Breast cancer (BC) is the most common cancer pathology among women worldwide and leading cause of death in the developed and less developed countries. Consequently, there were two projects implemented in 2006 (National project “Health”) and in 2013 (Law of All-national dispensarization) focusing on improvement in health care delivery in Russia. The aim of study is to evaluate the effects of the projects on incidence and stage proportion in breast cancer.
In this retrospective population-based study, we analyzed data from the Arkhangelsk regional Cancer Registry over the period 2000-2014. The variables for the analysis included female gender only, date of birth, date of diagnosis, and stage according to the TNM 7 classification.
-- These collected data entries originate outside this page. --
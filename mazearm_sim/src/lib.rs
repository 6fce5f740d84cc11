//! # mazearm_sim
//!
//! Headless driver for the maze-tracking arm: builds a maze, plans the
//! shortest route from its origin to its goal and replays that route on the
//! six-axis arm frame by frame.

pub mod cli;
pub mod runner;

pub use cli::{Cli, HeuristicArg};
pub use runner::{run, RunOptions, RunOutput, RunSummary};
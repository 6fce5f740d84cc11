//! Kinematic chain and Cyclic Coordinate Descent solver
//!
//! # Overview
//!
//! - [`Joint`]: local offset, fixed orientation bias, one free rotation
//! - [`KinematicChain`]: root-first joint list with on-demand world transforms
//! - [`CcdSolver`]: rotates joints tip-to-root until the end-effector reaches a target
//!
//! The solver works against the [`ArticulatedChain`] trait, so any chain that
//! can report world transforms and read/write its joint angles can be driven.
//!
//! # Example
//!
//! ```rust
//! use mazearm_core::kinematics::{CcdSolver, KinematicChain};
//! use nalgebra::Point3;
//!
//! let mut arm = KinematicChain::planar(&[1.0, 0.8]);
//! let solver = CcdSolver::default();
//!
//! let converged = solver.solve(&mut arm, &Point3::new(1.0, 0.0, 0.5));
//! assert!(converged);
//! ```

mod ccd;
mod chain;
mod joint;

pub use ccd::{solve, wrap_angle, CcdSolver, SolveReport};
pub use chain::KinematicChain;
pub use joint::{orientation_from_euler_xyz, Joint, JointAxis, JointLimits};

use nalgebra::{Isometry3, Point3};

/// Chain handle the solver drives.
///
/// Index 0 is the root, `joint_count() - 1` the end-effector. Callers pass
/// indices in `0..joint_count()`.
pub trait ArticulatedChain {
    fn joint_count(&self) -> usize;

    /// Joint frame to world, composed from the root
    fn world_transform(&self, index: usize) -> Isometry3<f64>;

    fn rotation_angle(&self, index: usize) -> f64;

    fn set_rotation_angle(&mut self, index: usize, angle: f64);

    fn rotation_axis(&self, index: usize) -> JointAxis;

    fn rotation_limits(&self, index: usize) -> Option<JointLimits>;

    fn world_position(&self, index: usize) -> Point3<f64> {
        self.world_transform(index) * Point3::origin()
    }
}
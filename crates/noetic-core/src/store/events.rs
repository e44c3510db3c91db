//! Store observability events.
//!
//! Broadcast on a dedicated channel (see [`super::AtomStore::subscribe`]).
//! Every variant is an owned snapshot; none borrow into the store, so a
//! subscriber may hold or process an event arbitrarily long after further
//! mutation.

use crate::atom::AtomHandle;
use serde::Serialize;

/// Default broadcast channel capacity for every event channel in this crate.
/// A lagging subscriber drops the oldest undelivered events rather than
/// blocking the emitter.
pub const EVENT_CHANNEL_CAPACITY: usize = 1024;

/// Events emitted by [`super::AtomStore`].
#[derive(Debug, Clone, Serialize)]
pub enum StoreEvent {
    /// A brand-new atom was inserted (no existing `(type, name, outgoing)` match).
    AtomAdded { handle: AtomHandle },
    /// An insert collided with an existing atom; its truth value was merged.
    AtomUpdated { handle: AtomHandle },
    /// An atom was removed, either explicitly or via cascade/eviction.
    AtomRemoved { handle: AtomHandle },
    /// Eviction ran and removed `count` atoms in this episode.
    Forgotten { count: usize },
    /// `clear()` dropped every atom.
    Cleared,
}
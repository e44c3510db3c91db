//! The atom store — arena-backed hypergraph storage with deduplication,
//! type/name indexing and attention-driven eviction.
//!
//! Mutable state lives behind a single `parking_lot::Mutex`, so `AtomStore`
//! is `Send + Sync` and shareable via `Arc<AtomStore>` without a second layer
//! of locking at call sites (mirrors the teacher's `Storage` pattern of
//! `&self` methods over an internally-locked state struct).

mod config;
mod events;

pub use config::{StoreConfig, StoreStats};
pub use events::{StoreEvent, EVENT_CHANNEL_CAPACITY};

use crate::atom::{AtomHandle, AtomRecord, AtomView, Importance, TruthValue};
use crate::error::{NoeticError, Result};
use chrono::Utc;
use lasso::{Spur, ThreadedRodeo};
use parking_lot::Mutex;
use std::collections::{BTreeMap, HashMap, HashSet};
use tokio::sync::broadcast;
use tracing::{debug, info};

type DedupKey = (Spur, Option<String>, Vec<AtomHandle>);

struct Slot {
    record: Option<AtomRecord>,
    generation: u32,
}

struct StoreInner {
    slots: Vec<Slot>,
    free_list: Vec<u32>,
    interner: ThreadedRodeo,
    dedup_index: HashMap<DedupKey, AtomHandle>,
    type_index: HashMap<Spur, HashSet<AtomHandle>>,
    name_index: HashMap<String, HashSet<AtomHandle>>,
    live_count: usize,
}

impl StoreInner {
    fn get(&self, handle: AtomHandle) -> Option<&AtomRecord> {
        let slot = self.slots.get(handle.index())?;
        (slot.generation == handle.generation())
            .then(|| slot.record.as_ref())
            .flatten()
    }

    fn get_mut(&mut self, handle: AtomHandle) -> Option<&mut AtomRecord> {
        let gen = handle.generation();
        let slot = self.slots.get_mut(handle.index())?;
        (slot.generation == gen).then(|| slot.record.as_mut()).flatten()
    }

    fn take(&mut self, handle: AtomHandle) -> Option<AtomRecord> {
        let idx = handle.index();
        let gen = handle.generation();
        let slot = self.slots.get_mut(idx)?;
        if slot.generation != gen {
            return None;
        }
        let record = slot.record.take()?;
        slot.generation = slot.generation.wrapping_add(1);
        self.free_list.push(idx as u32);
        Some(record)
    }

    fn insert(&mut self, make: impl FnOnce(AtomHandle) -> AtomRecord) -> AtomHandle {
        if let Some(idx) = self.free_list.pop() {
            let gen = self.slots[idx as usize].generation;
            let handle = AtomHandle::new(idx, gen);
            self.slots[idx as usize].record = Some(make(handle));
            handle
        } else {
            let idx = self.slots.len() as u32;
            let handle = AtomHandle::new(idx, 0);
            self.slots.push(Slot {
                record: Some(make(handle)),
                generation: 0,
            });
            handle
        }
    }
}

/// Owns every atom in one hypergraph, enforcing the uniqueness and
/// incoming-set invariants and evicting under population pressure.
pub struct AtomStore {
    inner: Mutex<StoreInner>,
    config: StoreConfig,
    events: broadcast::Sender<StoreEvent>,
}

impl Default for AtomStore {
    fn default() -> Self {
        Self::new(StoreConfig::default())
    }
}
//! Pure attention-economy math, isolated from `AttentionBank` so each rule is
//! unit-testable without a store.

/// Clamp `sti` into `[min, max]`.
pub fn clamp_sti(sti: f64, min: f64, max: f64) -> f64 {
    sti.clamp(min, max)
}

/// STI retained after one decay call: `sti - sti * (1 - decay_rate)`,
/// floored at zero. Returns `(new_sti, amount_removed)`.
pub fn decay(sti: f64, decay_rate: f64) -> (f64, f64) {
    if sti <= 0.0 {
        return (sti, 0.0);
    }
    let removed = sti * (1.0 - decay_rate);
    let new_sti = (sti - removed).max(0.0);
    (new_sti, sti - new_sti)
}

/// Scale factor that brings `total` to `target`. `None` if `total` is
/// already at target or is zero (normalisation is then a documented no-op).
pub fn normalize_scale(total: f64, target: f64) -> Option<f64> {
    if total == 0.0 || (total - target).abs() < f64::EPSILON {
        None
    } else {
        Some(target / total)
    }
}

/// The STI amount `spreadImportance` pushes from a focus atom to each
/// neighbour: the source's own share times the diffusion factor. Incoming
/// neighbours receive half this amount; see spec §4.2.
pub fn spread_amount(source_sti: f64, diffusion: f64) -> f64 {
    source_sti * diffusion
}

#[cfg(test)]
mod tests {
    use super::*;

    #[test]
    fn decay_never_goes_negative() {
        let (new_sti, removed) = decay(1.0, 0.0);
        assert_eq!(new_sti, 0.0);
        assert_eq!(removed, 1.0);
    }

    #[test]
    fn decay_is_noop_below_zero() {
        let (new_sti, removed) = decay(-5.0, 0.5);
        assert_eq!(new_sti, -5.0);
        assert_eq!(removed, 0.0);
    }

    #[test]
    fn normalize_scale_is_none_at_target() {
        assert_eq!(normalize_scale(1000.0, 1000.0), None);
    }

    #[test]
    fn normalize_scale_is_none_at_zero_total() {
        assert_eq!(normalize_scale(0.0, 1000.0), None);
    }

    #[test]
    fn normalize_scale_computes_ratio() {
        assert_eq!(normalize_scale(100.0, 1000.0), Some(10.0));
    }
}
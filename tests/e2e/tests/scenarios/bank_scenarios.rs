use noetic_core::BankConfig;
use noetic_e2e_tests::mocks::fixtures::TestDataFactory;

#[test]
fn normalization_hits_target_total() {
    let (store, bank) = TestDataFactory::store_and_bank(BankConfig {
        target_sti: 1000.0,
        ..Default::default()
    });
    let a = TestDataFactory::bare_concept(&store, "a");
    let b = TestDataFactory::bare_concept(&store, "b");
    bank.stimulate(a, 50.0).unwrap();
    bank.stimulate(b, 50.0).unwrap();

    bank.normalize_sti();

    let view_a = store.get(a).unwrap();
    let view_b = store.get(b).unwrap();
    assert!((view_a.importance.sti - 500.0).abs() < 1e-6);
    assert!((view_b.importance.sti - 500.0).abs() < 1e-6);
    assert!((bank.stats().total_sti - 1000.0).abs() < 1e-6);
}

#[test]
fn spread_importance_never_decreases_the_source() {
    let (store, bank) = TestDataFactory::store_and_bank(BankConfig::default());
    let source = TestDataFactory::bare_concept(&store, "source");
    let target = TestDataFactory::bare_concept(&store, "target");
    store.add("LINK", None, vec![source, target], None).unwrap();
    bank.stimulate(source, 100.0).unwrap();

    let before = store.get(source).unwrap().importance.sti;
    bank.spread_importance(0.2).unwrap();
    let after = store.get(source).unwrap().importance.sti;

    assert!(after >= before);
    assert!(store.get(target).unwrap().importance.sti > 0.0);
}
//! Built-in attention-allocation agent: restimulates the current focus and
//! spreads importance through it each eligible tick.

use super::Agent;
use crate::bank::AttentionBank;
use crate::store::AtomStore;
use async_trait::async_trait;
use std::sync::Arc;

/// Keeps the top-`focus_size` atoms topped up and redistributes their
/// importance to neighbours on every tick it runs.
///
/// This is the one concrete, non-inference agent the core ships — the
/// attention-allocation variant named alongside inference and
/// pattern-mining in the component overview. Domain-specific agents
/// (profiler, NLP, planner, ...) are out of scope; callers supply those
/// themselves via [`Agent`].
pub struct AttentionAllocationAgent {
    restimulation: f64,
    diffusion: f64,
}

impl AttentionAllocationAgent {
    /// `restimulation` is added to each focus atom's STI before spreading;
    /// `diffusion` is passed through to `spreadImportance`.
    pub fn new(restimulation: f64, diffusion: f64) -> Self {
        Self {
            restimulation,
            diffusion,
        }
    }
}

impl Default for AttentionAllocationAgent {
    fn default() -> Self {
        Self::new(1.0, 0.1)
    }
}

#[async_trait]
impl Agent for AttentionAllocationAgent {
    fn name(&self) -> &str {
        "attention-allocation"
    }

    async fn tick(&self, store: &Arc<AtomStore>, bank: &Arc<AttentionBank>) -> Result<String, String> {
        let focus = bank.focus(bank.stats().focus_size.max(1)).map_err(|e| e.to_string())?;
        for handle in &focus {
            bank.stimulate(*handle, self.restimulation).map_err(|e| e.to_string())?;
        }
        bank.spread_importance(self.diffusion).map_err(|e| e.to_string())?;
        let _ = store.size();
        Ok(format!("restimulated {} focus atoms", focus.len()))
    }
}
Age-standardized rates per 100,000 person-years were calculated, using the direct method of standardization to the world population. The Joinpoint Regression Analysis program, version 220.127.116.11, was used to calculate trends of BC incidence and Stage proportions.
Over the period of study, 5842 cases of breast cancer were recorded in the Arkhangelsk Regional Cancer Registry. The incidence of breast cancer has been increasing over the period from 35 to 48 cases per 100 000 between 2000 and 2014 with annual percentage change (APC) varying from 0.9% during a period 2000-2006 and 3.9% in 2007-2014. The proportion of Stage 1 varied from 9% to 21% between 2000 and 2014. In JoinPoint regression a significant growth of Stage 1 proportion was observed over the period 2011-2015 with APC 15.7%.
Over the past 15 years there has been a steady increase in breast cancer incidence in the Arkhangelsk region. Taking in account a significant growth of Stage 1 BC over the latter 4 years, this increase is at least partially explained by better earlier diagnosis after the implementation the All-national dispensarization in Russia. The National project “Health” is less possible responsible for the increased incidence.
Clinical trial identification
Legal entity responsible for the study
Northern State Medical University
All authors have declared no conflicts of interest.